▶

//! Local liveness probe.
//!
//! A workload that already reaches its remote service through a local
//! port (a tunnel or proxy) answers 200 there; in that case the cached IP
//! is trusted without asking the provider.

use std::time::Duration;

use async_trait::async_trait;
use reqwest::{Client, StatusCode};
use tracing::debug;

/// Checks whether the service is already reachable on a local port.
#[async_trait]
pub trait LivenessProbe: Send + Sync {
    /// Whether `GET http://localhost:{port}` answers 200.
    async fn is_alive(&self, port: u16) -> bool;
}

/// HTTP implementation of [`LivenessProbe`].
#[derive(Clone)]
pub struct HttpProbe {
    client: Client,
    host: String,
}

impl HttpProbe {
    /// Create a probe against `localhost`.
    ///
    /// # Errors
    /// Returns error if the HTTP client cannot be created.
    pub fn new(timeout: Duration) -> Result<Self, reqwest::Error> {
        Self::with_host("localhost", timeout)
    }

    /// Create a probe against another host.
    ///
    /// # Errors
    /// Returns error if the HTTP client cannot be created.
    pub fn with_host(host: impl Into<String>, timeout: Duration) -> Result<Self, reqwest::Error> {
        let client = Client::builder().timeout(timeout).build()?;
        Ok(Self {
            client,
            host: host.into(),
        })
    }
}

#[async_trait]
impl LivenessProbe for HttpProbe {
    async fn is_alive(&self, port: u16) -> bool {
        let url = format!("http://{}:{port}", self.host);
        match self.client.get(&url).send().await {
            Ok(response) => {
                debug!(url = %url, status = %response.status(), "Liveness probe answered");
                response.status() == StatusCode::OK
            }
            Err(e) => {
                debug!(url = %url, error = %e, "Liveness probe failed");
                false
            }
        }
    }
}

/// Probe that never succeeds, for callers without a local port.
#[derive(Debug, Clone, Copy, Default)]
pub struct NoProbe;

#[async_trait]
impl LivenessProbe for NoProbe {
    async fn is_alive(&self, _port: u16) -> bool {
        false
    }
}
//! Bounded retry policies.
//!
//! Every wait in the keeper is attempt-count based: a [`RetryPolicy`]
//! yields a finite [`RetrySchedule`] of delays, and callers stop when the
//! schedule runs dry. [`with_retry`] wraps the common "call, classify,
//! sleep, call again" loop on top of it.

use std::future::Future;
use std::time::Duration;

use tracing::warn;

use crate::classify::{Classify, ErrorKind};

/// How the delay between attempts evolves.
#[derive(Debug, Clone, PartialEq)]
pub enum DelayPolicy {
    /// Same delay every time.
    Fixed(Duration),
    /// Delay grows by `multiplier` per attempt, capped at `max`.
    Backoff {
        /// First delay.
        initial: Duration,
        /// Growth factor.
        multiplier: f64,
        /// Ceiling.
        max: Duration,
    },
}

/// Retry configuration: how many retries after the first attempt, and
/// how long to wait before each.
#[derive(Debug, Clone, PartialEq)]
pub struct RetryPolicy {
    /// Retries after the first attempt.
    pub max_retries: u32,
    /// Delay between attempts.
    pub delay: DelayPolicy,
}

impl RetryPolicy {
    /// A policy with a fixed delay.
    #[must_use]
    pub fn fixed(max_retries: u32, delay: Duration) -> Self {
        Self {
            max_retries,
            delay: DelayPolicy::Fixed(delay),
        }
    }

    /// A policy that never retries.
    #[must_use]
    pub fn none() -> Self {
        Self::fixed(0, Duration::ZERO)
    }

    /// Start a fresh schedule.
    #[must_use]
    pub fn schedule(&self) -> RetrySchedule {
        let next_delay = match &self.delay {
            DelayPolicy::Fixed(delay) => *delay,
            DelayPolicy::Backoff { initial, max, .. } => (*initial).min(*max),
        };
        RetrySchedule {
            remaining: self.max_retries,
            next_delay,
            delay: self.delay.clone(),
        }
    }
}

/// The delays still available under a [`RetryPolicy`].
///
/// Each call to [`Iterator::next`] consumes one retry; `None` means the
/// bound is exhausted.
#[derive(Debug, Clone)]
pub struct RetrySchedule {
    remaining: u32,
    next_delay: Duration,
    delay: DelayPolicy,
}

impl Iterator for RetrySchedule {
    type Item = Duration;

    fn next(&mut self) -> Option<Duration> {
        if self.remaining == 0 {
            return None;
        }
        self.remaining -= 1;

        let current = self.next_delay;
        if let DelayPolicy::Backoff {
            multiplier, max, ..
        } = &self.delay
        {
            // Products that are not a valid duration saturate at the ceiling.
            self.next_delay = Duration::try_from_secs_f64(current.as_secs_f64() * multiplier)
                .map_or(*max, |next| next.min(*max));
        }
        Some(current)
    }

    fn size_hint(&self) -> (usize, Option<usize>) {
        let n = self.remaining as usize;
        (n, Some(n))
    }
}

/// Predicate retrying errors whose kind is one of `kinds`.
pub fn on_kinds<E: Classify>(kinds: &'static [ErrorKind]) -> impl Fn(&E) -> bool {
    move |err: &E| kinds.contains(&err.kind())
}

/// Run `f` until it succeeds, fails with a non-retryable error, or the
/// policy runs out of retries. The last error is returned in the latter
/// two cases.
///
/// # Errors
/// Returns the error of the final attempt.
pub async fn with_retry<T, E, F, Fut, P>(
    policy: &RetryPolicy,
    operation_name: &str,
    retryable: P,
    mut f: F,
) -> Result<T, E>
where
    F: FnMut() -> Fut,
    Fut: Future<Output = Result<T, E>>,
    P: Fn(&E) -> bool,
    E: std::fmt::Display,
{
    let mut schedule = policy.schedule();
    let mut attempt: u32 = 0;

    loop {
        attempt += 1;
        match f().await {
            Ok(value) => return Ok(value),
            Err(err) if retryable(&err) => {
                let Some(delay) = schedule.next() else {
                    warn!(
                        operation = operation_name,
                        attempt,
                        error = %err,
                        "Retries exhausted"
                    );
                    return Err(err);
                };
                warn!(
                    operation = operation_name,
                    attempt,
                    max_attempts = policy.max_retries + 1,
                    delay_secs = delay.as_secs_f64(),
                    error = %err,
                    "Attempt failed, retrying"
                );
                tokio::time::sleep(delay).await;
            }
            Err(err) => return Err(err),
        }
    }
}
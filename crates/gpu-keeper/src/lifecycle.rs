//! Lifecycle of the single managed instance for a server type.
//!
//! The [`InstanceLifecycleManager`] owns the persisted [`InstanceHandle`],
//! starts and stops the instance it names, resolves its IP and relocates it
//! to another zone when it cannot be started where it is.
//!
//! ```text
//! ensure_ready
//!   ├─ no handle ──► acquire (zone scan from snapshot) ──┐  repeat until created
//!   └─ handle ─────► start ──false──► switch zones ──────┤  cooldown, then start again
//!                      │                                 │
//!                      └──true──► resolve external IP ◄──┘
//! ```

use std::net::IpAddr;
use std::sync::Arc;

use async_trait::async_trait;
use thiserror::Error;
use tracing::{debug, info, warn};

use crate::cache::{CacheError, HandleStore, InstanceHandle};
use crate::classify::{Classify, ErrorKind};
use crate::config::KeeperConfig;
use crate::executor::InstanceControl;
use crate::failover::ZoneFailover;
use crate::operators::{DiskOperator, InstanceOperator, OperationWaiter, SnapshotOperator};
use crate::probe::LivenessProbe;
use crate::providers::traits::{ComputeProvider, Instance, ProviderError};

/// Errors from lifecycle operations.
#[derive(Error, Debug)]
pub enum LifecycleError {
    /// Provider call failed.
    #[error(transparent)]
    Provider(#[from] ProviderError),

    /// Handle or IP cache failed.
    #[error(transparent)]
    Cache(#[from] CacheError),

    /// No instance is known for the server type.
    #[error("No instance handle for server type {0}")]
    NoHandle(String),

    /// The instance has no external address.
    #[error("Instance {0} has no external IP address")]
    NoExternalIp(String),

    /// The provider returned an address that does not parse.
    #[error("Invalid IP address {0:?}")]
    InvalidIp(String),

    /// The instance has no boot disk to snapshot.
    #[error("Boot disk not found on instance {0}")]
    NoBootDisk(String),

    /// Initial acquisition needs the golden snapshot.
    #[error("Snapshot {0} does not exist and there is no instance to take it from")]
    SnapshotMissing(String),
}

impl Classify for LifecycleError {
    fn kind(&self) -> ErrorKind {
        match self {
            Self::Provider(e) => e.kind(),
            _ => ErrorKind::Fatal,
        }
    }
}

/// Whether a lifecycle error is worth waiting out.
fn is_recoverable(error: &LifecycleError) -> bool {
    matches!(
        error.kind(),
        ErrorKind::Transient | ErrorKind::Connectivity | ErrorKind::ResourceExhausted
    )
}

#[derive(Debug, Clone, Copy)]
enum PowerAction {
    Start,
    Stop,
}

impl PowerAction {
    fn wants_running(self) -> bool {
        matches!(self, Self::Start)
    }
}

/// Manages one instance slot for a server type.
pub struct InstanceLifecycleManager {
    provider: Arc<dyn ComputeProvider>,
    store: Arc<dyn HandleStore>,
    probe: Arc<dyn LivenessProbe>,
    config: Arc<KeeperConfig>,
    disks: DiskOperator,
    snapshots: SnapshotOperator,
    instances: InstanceOperator,
}
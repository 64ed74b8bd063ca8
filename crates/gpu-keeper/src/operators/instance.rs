//! Instance creation and zone discovery.

use std::sync::Arc;

use tracing::{debug, info, warn};

use super::OperationWaiter;
use crate::classify::ErrorKind;
use crate::config::KeeperConfig;
use crate::providers::traits::{ComputeProvider, Instance, InstanceSpec, ProviderError};
use crate::retry::{on_kinds, with_retry, RetryPolicy};

/// Creates GPU instances from failover disks and finds zones that can host
/// them.
#[derive(Clone)]
pub struct InstanceOperator {
    provider: Arc<dyn ComputeProvider>,
    waiter: OperationWaiter,
    config: Arc<KeeperConfig>,
    insert_retry: RetryPolicy,
}

impl InstanceOperator {
    /// Create an operator using the machine, accelerator and network
    /// settings from `config`.
    #[must_use]
    pub fn new(
        provider: Arc<dyn ComputeProvider>,
        waiter: OperationWaiter,
        config: Arc<KeeperConfig>,
    ) -> Self {
        let insert_retry = config.timings.insert_retry();
        Self {
            provider,
            waiter,
            config,
            insert_retry,
        }
    }

    /// The instance definition used for a new instance on `boot_disk`.
    #[must_use]
    pub fn spec(&self, name: &str, boot_disk: &str) -> InstanceSpec {
        InstanceSpec {
            name: name.to_string(),
            machine_type: self.config.machine_type.clone(),
            boot_disk: boot_disk.to_string(),
            accelerator: self.config.accelerator(),
            network: self.config.network.clone(),
            subnetwork: self.config.subnetwork.clone(),
            tags: self.config.tags.clone(),
            service_account: self.config.service_account(),
            startup_script: self.config.startup_script.clone(),
        }
    }

    /// Create an instance booting from `boot_disk` and return it.
    ///
    /// The insert is re-issued on zone resource exhaustion, as often as the
    /// insert retry policy allows.
    ///
    /// # Errors
    /// Returns the last provider or operation error.
    pub async fn create(
        &self,
        zone: &str,
        name: &str,
        boot_disk: &str,
    ) -> Result<Instance, ProviderError> {
        let spec = self.spec(name, boot_disk);
        info!(
            zone = %zone,
            instance = %name,
            machine_type = %spec.machine_type,
            boot_disk = %boot_disk,
            "Creating instance"
        );

        let provider = &self.provider;
        let waiter = &self.waiter;
        let spec = &spec;
        with_retry(
            &self.insert_retry,
            "instance insert",
            on_kinds(&[ErrorKind::ResourceExhausted]),
            || async move {
                let operation = provider.insert_instance(zone, spec).await?;
                waiter.wait(operation).await
            },
        )
        .await?;

        let instance = self.provider.get_instance(zone, name).await?;
        info!(zone = %zone, instance = %name, instance_id = %instance.id, "Instance created");
        Ok(instance)
    }

    /// Current state of an instance.
    ///
    /// # Errors
    /// Returns provider errors, including not-found.
    pub async fn configuration(&self, zone: &str, instance: &str) -> Result<Instance, ProviderError> {
        self.provider.get_instance(zone, instance).await
    }

    /// Whether `zone` offers both the configured accelerator type and
    /// machine type.
    ///
    /// # Errors
    /// Returns provider errors from either listing.
    pub async fn zone_supports(&self, zone: &str) -> Result<bool, ProviderError> {
        let accelerators = self.provider.list_accelerator_types(zone).await?;
        let machines = self.provider.list_machine_types(zone).await?;

        let has_accelerator = accelerators
            .iter()
            .any(|a| a == &self.config.accelerator_type);
        let has_machine = machines.iter().any(|m| m == &self.config.machine_type);

        debug!(zone = %zone, has_accelerator, has_machine, "Checked zone offerings");
        Ok(has_accelerator && has_machine)
    }

    /// Zones, in provider enumeration order, that offer both the
    /// accelerator and machine type and belong to the preferred region.
    ///
    /// Zones outside the region are dropped before their offerings are
    /// listed. A zone whose listing is rejected is logged and skipped.
    ///
    /// # Errors
    /// Returns errors from listing zones, and non-rejection errors from
    /// listing a zone's offerings.
    pub async fn candidate_zones(&self) -> Result<Vec<String>, ProviderError> {
        let zones = self.provider.list_zones().await?;
        let mut candidates = Vec::new();

        for zone in zones
            .into_iter()
            .filter(|z| z.starts_with(&self.config.region))
        {
            match self.zone_supports(&zone).await {
                Ok(true) => candidates.push(zone),
                Ok(false) => {}
                Err(e) if e.is_rejection() => {
                    warn!(zone = %zone, error = %e, "Could not list zone offerings, skipping");
                }
                Err(e) => return Err(e),
            }
        }

        info!(
            region = %self.config.region,
            accelerator = %self.config.accelerator_type,
            machine_type = %self.config.machine_type,
            zones = ?candidates,
            "Found candidate zones"
        );
        Ok(candidates)
    }
}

◀

◆ WHAT YOU ARE ASKED TO DO ◆
Print the lines above, unchanged, from the start of the records to the line with "on a local port.", including that final line.

◆ WRITTEN SOLUTION ◆
//! Local liveness probe.
//!
//! A workload that already reaches its remote service through a local
//! port (a tunnel or proxy) answers 200 there; in that case the cached IP
//! is trusted without asking the provider.

use std::time::Duration;

use async_trait::async_trait;
use reqwest::{Client, StatusCode};
use tracing::debug;

/// Checks whether the service is already reachable on a local port.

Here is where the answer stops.